その際に、どこを外部に委託して、どこを社内で進めるべきなのか。もちろん、外部に100パーセント委託するとなると、そもそもプロジェクトも進まないと思いますし、ノウハウもわからないと思います。
なので、社内のリソースで進めるべきところと、外部に依頼する部分の基本的な棲み分けの考え方があればいただければと、私の方で思いました。
奥谷孝司氏(以下、奥谷):顧客時間の営業みたいになってしまって、申し訳ないですが(笑)。
飯島:(笑)。
奥谷:結果的に僕がMUJI時代からやっていることですが、「丸投げしないこと」が大事です。
僕らがやっていることは常にキャッチボールなので、答えを持っていくようなコンサルティングはやりません。みなさんが考えていらっしゃる取り組みを言語化して、その会社の企業文化に合うように解釈していく。そして、大きなロードマップを引くことです。そこが一番難しいと思うのですね。
僕のキャラクター上、どうしてもやっちゃうんですけど、グズグズしているCEOやCOOがいれば、場合によっては僕が逆に迫るということですね。みなさんは言いにくいと思うので、「これだけ会議ばっかりやって、何も進まないんだったら、僕なんかにお金を払うのもったいないですよ」と。
イヤなことや、何か言いにくいことがあれば我々を使ってもらって言うということです。
ただしやるからには、例えば小売でアプリを作るとなれば、本部の人はずっと本部にいるんじゃなくて、「こういうのを作ろうと思うんだけど、どう思う?」というのをお店に行って聞いてこないといけません。私たちだけとしゃべっていると、心理的な安全性が担保されるのか、たまにずっと本部にいることがあるんですよね。
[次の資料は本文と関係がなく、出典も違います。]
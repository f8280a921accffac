// Copyright (c) 2022 Huawei Technologies Co.,Ltd. All rights reserved.
//
// sysMaster is licensed under Mulan PSL v2.
// You can use this software according to the terms and conditions of the Mulan
// PSL v2.
// You may obtain a copy of Mulan PSL v2 at:
//         http://license.coscl.org.cn/MulanPSL2
// THIS SOFTWARE IS PROVIDED ON AN "AS IS" BASIS, WITHOUT WARRANTIES OF ANY
// KIND, EITHER EXPRESS OR IMPLIED, INCLUDING BUT NOT LIMITED TO
// NON-INFRINGEMENT, MERCHANTABILITY OR FIT FOR A PARTICULAR PURPOSE.
// See the Mulan PSL v2 for more details.
//! Process creation for services.
//!
//! Everything the child needs is prepared before `fork()`: between fork
//! and exec the child only issues raw syscalls, it never allocates, locks
//! or logs.
use crate::error::*;
use nix::{
    errno::Errno,
    fcntl::{self, FcntlArg},
    libc::{self, c_char},
    sys::signal::{self, pthread_sigmask, SaFlags, SigAction, SigHandler, SigSet, SigmaskHow},
    unistd::{self, AccessFlags, ForkResult, Pid},
};
use std::{
    ffi::CString,
    os::unix::{ffi::OsStrExt, prelude::RawFd},
    path::Path,
};

/// status a child exits with when it could not be set up or exec'ed
pub const EXIT_EXEC: i32 = 127;
/// first descriptor handed to an activated service
pub const LISTEN_FDS_START: RawFd = 3;

const FIXED_ENV: [&str; 3] = ["PATH=/bin:/sbin:/usr/bin:/usr/sbin", "HOME=/", "TERM=linux"];
const LISTEN_PID_PREFIX: &[u8] = b"LISTEN_PID=";

/// What a launched process inherits from the supervisor besides its
/// command line: the activation descriptors, exported as `LISTEN_FDS`
/// together with `LISTEN_PID` naming the process that owns them. The
/// owner is the child itself, so the pid is filled in after the fork.
#[derive(Debug, Clone, Default, PartialEq, Eq)]
pub struct LaunchContext {
    fds: Vec<RawFd>,
}

impl LaunchContext {
    ///
    pub fn new() -> Self {
        LaunchContext::default()
    }

    /// hand `fds` to the child, in order, starting at descriptor 3
    pub fn with_fds(fds: Vec<RawFd>) -> Self {
        LaunchContext { fds }
    }

    ///
    pub fn fds(&self) -> &[RawFd] {
        &self.fds
    }

    /// The environment known before the fork. `LISTEN_PID` is not part of
    /// it: the child appends that entry once it knows its own pid.
    pub fn environment(&self) -> Vec<String> {
        let mut envs: Vec<String> = FIXED_ENV.iter().map(|s| s.to_string()).collect();
        if !self.fds.is_empty() {
            envs.push(format!("LISTEN_FDS={}", self.fds.len()));
        }
        envs
    }
}

/// A command line ready to be handed to execve.
#[derive(Debug, Clone)]
pub struct ExecCommand {
    path: CString,
    argv: Vec<CString>,
}

impl ExecCommand {
    /// `argv` is the complete vector, argv\[0\] included.
    pub fn new(path: &Path, argv: &[String]) -> Result<Self> {
        let path = CString::new(path.as_os_str().as_bytes()).context(NulSnafu)?;
        let argv = argv
            .iter()
            .map(|a| CString::new(a.as_bytes()))
            .collect::<std::result::Result<Vec<_>, _>>()
            .context(NulSnafu)?;
        Ok(ExecCommand { path, argv })
    }

    ///
    pub fn path(&self) -> &CString {
        &self.path
    }

    ///
    pub fn argv(&self) -> &[CString] {
        &self.argv
    }
}

/// The seam between the supervisor and the operating system's process
/// primitives.
pub trait Spawner {
    /// `path` names an existing regular file the supervisor may execute
    fn is_executable(&self, path: &Path) -> bool;

    /// Start `cmd` in a new process and return its pid.
    fn spawn(&self, cmd: &ExecCommand, ctx: &LaunchContext) -> Result<Pid, Errno>;

    /// Deliver `sig` to `pid` without waiting for any outcome.
    fn kill(&self, pid: Pid, sig: signal::Signal) -> Result<(), Errno>;
}

/// fork + execve
#[derive(Debug, Default)]
pub struct ForkSpawner;

impl Spawner for ForkSpawner {
    fn is_executable(&self, path: &Path) -> bool {
        path.is_file() && unistd::access(path, AccessFlags::X_OK).is_ok()
    }

    fn spawn(&self, cmd: &ExecCommand, ctx: &LaunchContext) -> Result<Pid, Errno> {
        let argv: Vec<*const c_char> = cmd
            .argv()
            .iter()
            .map(|a| a.as_ptr())
            .chain(std::iter::once(std::ptr::null()))
            .collect();

        let envs = ctx
            .environment()
            .into_iter()
            .map(CString::new)
            .collect::<std::result::Result<Vec<_>, _>>()
            .map_err(|_| Errno::EINVAL)?;

        let mut envp: Vec<*const c_char> = envs.iter().map(|e| e.as_ptr()).collect();
        let mut pid_slot = None;
        if !ctx.fds().is_empty() {
            pid_slot = Some(envp.len());
            envp.push(std::ptr::null());
        }
        envp.push(std::ptr::null());

        let mut fds = ctx.fds().to_vec();

        match unsafe { unistd::fork() } {
            Ok(ForkResult::Parent { child }) => Ok(child),
            Ok(ForkResult::Child) => exec_child(cmd, &mut fds, &argv, &mut envp, pid_slot),
            Err(e) => Err(e),
        }
    }

    fn kill(&self, pid: Pid, sig: signal::Signal) -> Result<(), Errno> {
        signal::kill(pid, sig)
    }
}

fn exec_child(
    cmd: &ExecCommand,
    fds: &mut [RawFd],
    argv: &[*const c_char],
    envp: &mut [*const c_char],
    pid_slot: Option<usize>,
) -> ! {
    reset_signals();

    if unistd::setsid().is_err() || unistd::chdir("/").is_err() {
        child_exit();
    }

    if !shift_fds(fds) {
        child_exit();
    }

    let mut pid_buf = [0u8; 32];
    if let Some(slot) = pid_slot {
        format_listen_pid(unistd::getpid(), &mut pid_buf);
        envp[slot] = pid_buf.as_ptr() as *const c_char;
    }

    unsafe {
        libc::execve(cmd.path().as_ptr(), argv.as_ptr(), envp.as_ptr());
    }
    child_exit()
}

fn child_exit() -> ! {
    unsafe { libc::_exit(EXIT_EXEC) }
}

/// Undo the supervisor's signal setup: every disposition back to default
/// and nothing blocked.
fn reset_signals() {
    let dfl = SigAction::new(SigHandler::SigDfl, SaFlags::empty(), SigSet::empty());
    for sig in signal::Signal::iterator() {
        if sig == signal::Signal::SIGKILL || sig == signal::Signal::SIGSTOP {
            continue;
        }
        let _ = unsafe { signal::sigaction(sig, &dfl) };
    }
    let _ = pthread_sigmask(SigmaskHow::SIG_SETMASK, Some(&SigSet::empty()), None);
}

/// Move fds\[i\] to 3+i without close-on-exec. Descriptors first go above
/// the target range so that no target slot clobbers a source still to be
/// moved, then drop into place.
fn shift_fds(fds: &mut [RawFd]) -> bool {
    let n = fds.len() as RawFd;
    if n == 0 {
        return true;
    }

    let mut high = [0 as RawFd; 16];
    if fds.len() > high.len() {
        return false;
    }

    for (i, fd) in fds.iter().enumerate() {
        match fcntl::fcntl(*fd, FcntlArg::F_DUPFD(LISTEN_FDS_START + n)) {
            Ok(v) => high[i] = v,
            Err(_) => return false,
        }
    }

    for fd in fds.iter() {
        if *fd < LISTEN_FDS_START || *fd >= LISTEN_FDS_START + n {
            let _ = unistd::close(*fd);
        }
    }

    for (i, fd) in fds.iter_mut().enumerate() {
        let target = LISTEN_FDS_START + i as RawFd;
        if unistd::dup2(high[i], target).is_err() {
            return false;
        }
        let _ = unistd::close(high[i]);
        *fd = target;
    }

    true
}

/// Write "LISTEN_PID=<pid>\0" into `buf` without allocating.
fn format_listen_pid(pid: Pid, buf: &mut [u8; 32]) -> usize {
    let mut pos = LISTEN_PID_PREFIX.len();
    buf[..pos].copy_from_slice(LISTEN_PID_PREFIX);

    let mut digits = [0u8; 12];
    let mut len = 0;
    let mut v = pid.as_raw().unsigned_abs();
    loop {
        digits[len] = b'0' + (v % 10) as u8;
        len += 1;
        v /= 10;
        if v == 0 {
            break;
        }
    }
    while len > 0 {
        len -= 1;
        buf[pos] = digits[len];
        pos += 1;
    }
    buf[pos] = 0;
    pos
}

#[cfg(test)]
mod tests {
    use super::*;
    use nix::sys::wait::{waitpid, WaitStatus};
    use std::ffi::CStr;

    fn sh(script: &str) -> ExecCommand {
        ExecCommand::new(
            Path::new("/bin/sh"),
            &["/bin/sh".to_string(), "-c".to_string(), script.to_string()],
        )
        .unwrap()
    }

    #[test]
    fn test_format_listen_pid() {
        let mut buf = [0u8; 32];
        let len = format_listen_pid(Pid::from_raw(4096), &mut buf);
        let s = CStr::from_bytes_with_nul(&buf[..=len]).unwrap();
        assert_eq!(s.to_str().unwrap(), "LISTEN_PID=4096");

        let len = format_listen_pid(Pid::from_raw(7), &mut buf);
        assert_eq!(&buf[..len], b"LISTEN_PID=7");
    }

    #[test]
    fn test_environment() {
        let ctx = LaunchContext::new();
        assert_eq!(
            ctx.environment(),
            vec!["PATH=/bin:/sbin:/usr/bin:/usr/sbin", "HOME=/", "TERM=linux"]
        );

        let ctx = LaunchContext::with_fds(vec![11, 12]);
        let env = ctx.environment();
        assert_eq!(env.len(), 4);
        assert_eq!(env[3], "LISTEN_FDS=2");
        assert!(!env.iter().any(|e| e.starts_with("LISTEN_PID=")));
    }

    #[test]
    fn test_exec_command_nul() {
        assert!(ExecCommand::new(Path::new("/bin/true"), &["a\0b".to_string()]).is_err());
        let cmd = ExecCommand::new(Path::new("/bin/true"), &["/bin/true".to_string()]).unwrap();
        assert_eq!(cmd.argv().len(), 1);
    }

    #[test]
    fn test_is_executable() {
        let spawner = ForkSpawner;
        assert!(spawner.is_executable(Path::new("/bin/sh")));
        assert!(!spawner.is_executable(Path::new("/nonexistent/daemon")));
        assert!(!spawner.is_executable(Path::new("/")));
    }

    #[test]
    fn test_spawn_exit_code() {
        let pid = ForkSpawner.spawn(&sh("exit 3"), &LaunchContext::new()).unwrap();
        assert_eq!(waitpid(pid, None).unwrap(), WaitStatus::Exited(pid, 3));
    }

    #[test]
    fn test_spawn_environment_and_session() {
        let script = "test \"$HOME\" = / && test \"$TERM\" = linux && \
                      test \"$(pwd)\" = / && test -z \"$LISTEN_FDS\"";
        let pid = ForkSpawner.spawn(&sh(script), &LaunchContext::new()).unwrap();
        assert_eq!(waitpid(pid, None).unwrap(), WaitStatus::Exited(pid, 0));
    }

    #[test]
    fn test_spawn_listen_fds() {
        let (r, w) = unistd::pipe2(nix::fcntl::OFlag::O_CLOEXEC).unwrap();
        let script = "test \"$LISTEN_FDS\" = 1 && test \"$LISTEN_PID\" = \"$$\" && \
                      echo hi >&3";
        let ctx = LaunchContext::with_fds(vec![w]);
        let pid = ForkSpawner.spawn(&sh(script), &ctx).unwrap();
        assert_eq!(waitpid(pid, None).unwrap(), WaitStatus::Exited(pid, 0));

        unistd::close(w).unwrap();
        let mut buf = [0u8; 8];
        let n = unistd::read(r, &mut buf).unwrap();
        assert_eq!(&buf[..n], b"hi\n");
        unistd::close(r).unwrap();
    }

    #[test]
    fn test_spawn_exec_failure() {
        let cmd = ExecCommand::new(
            Path::new("/nonexistent/daemon"),
            &["/nonexistent/daemon".to_string()],
        )
        .unwrap();
        let pid = ForkSpawner.spawn(&cmd, &LaunchContext::new()).unwrap();
        assert_eq!(
            waitpid(pid, None).unwrap(),
            WaitStatus::Exited(pid, EXIT_EXEC)
        );
    }
}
紙だけ作ったって、その人が店舗から嫌われていたら、もしくは店舗に友だちがいなかったら、誰も言うことを聞いてくれないので、やっぱりそこは自ら社内で汗をかく。ただし僕らがいれば、汗のかき方を、労多くして実りが少ないものにはさせません。上であれ下であれ、そこはちゃんとサポートしますよと。
僕らはその会社さんに合う言語で、難しいITやDXをやわらかく言語化して、その時その時のスペシャリストを用意して、しっかりとサポートします。そうやっていくと、メーカーさんでもD2Cブランドが作れたりします。そういったことを外に任せるべきだと思います。
奥谷:外に答えを求めても、僕らよりもっといいコンサルさんとかに頼むと、下手すると答えが500個くらい出てきます。その500個をもらって、消化不良になるのが一番よくありません。答えは1個でいいんです。やっぱり絞らないとできないです。僕らは1個か2個しか答えを出しませんので、そういうことを外に求められたほうがいいんじゃないかなと。
究極を言うと、コンサルなんてなくても、会社がうまく回るに越したことはないわけですから、みなさんが自信を持ってそこをやる。自分たちの事業は自分たちが知っているわけです。知らないことを聞いてもらうようにするのが、一番いいと思いますね。
飯島:ありがとうございます。まさに外部の方の役割としては、そこのプロジェクトを作るきっかけを作ることや、困った時の相談役というところで、主にプロジェクトを進めるのは社内の方々であるべきだと思います。
今回ご参加の方々は大企業の方が多いので、今お話があったところで、けっこう「あるある」かなと思うのは、社内の方が「こうしたほうがいい」と上に言った時に、首を横に振られるけれども、奥谷さまのような外部の方や、社外の実績のある方が同じことをおっしゃると、首を縦に振ることも起こったりします。
奥谷:そうですよね。
飯島:なので、そういったところで外部の方にきっかけを作っていただきながら、伴走していただきながら、社内でプロジェクトを進めるという進め方がいいのかなと、今理解いたしました。ありがとうございます。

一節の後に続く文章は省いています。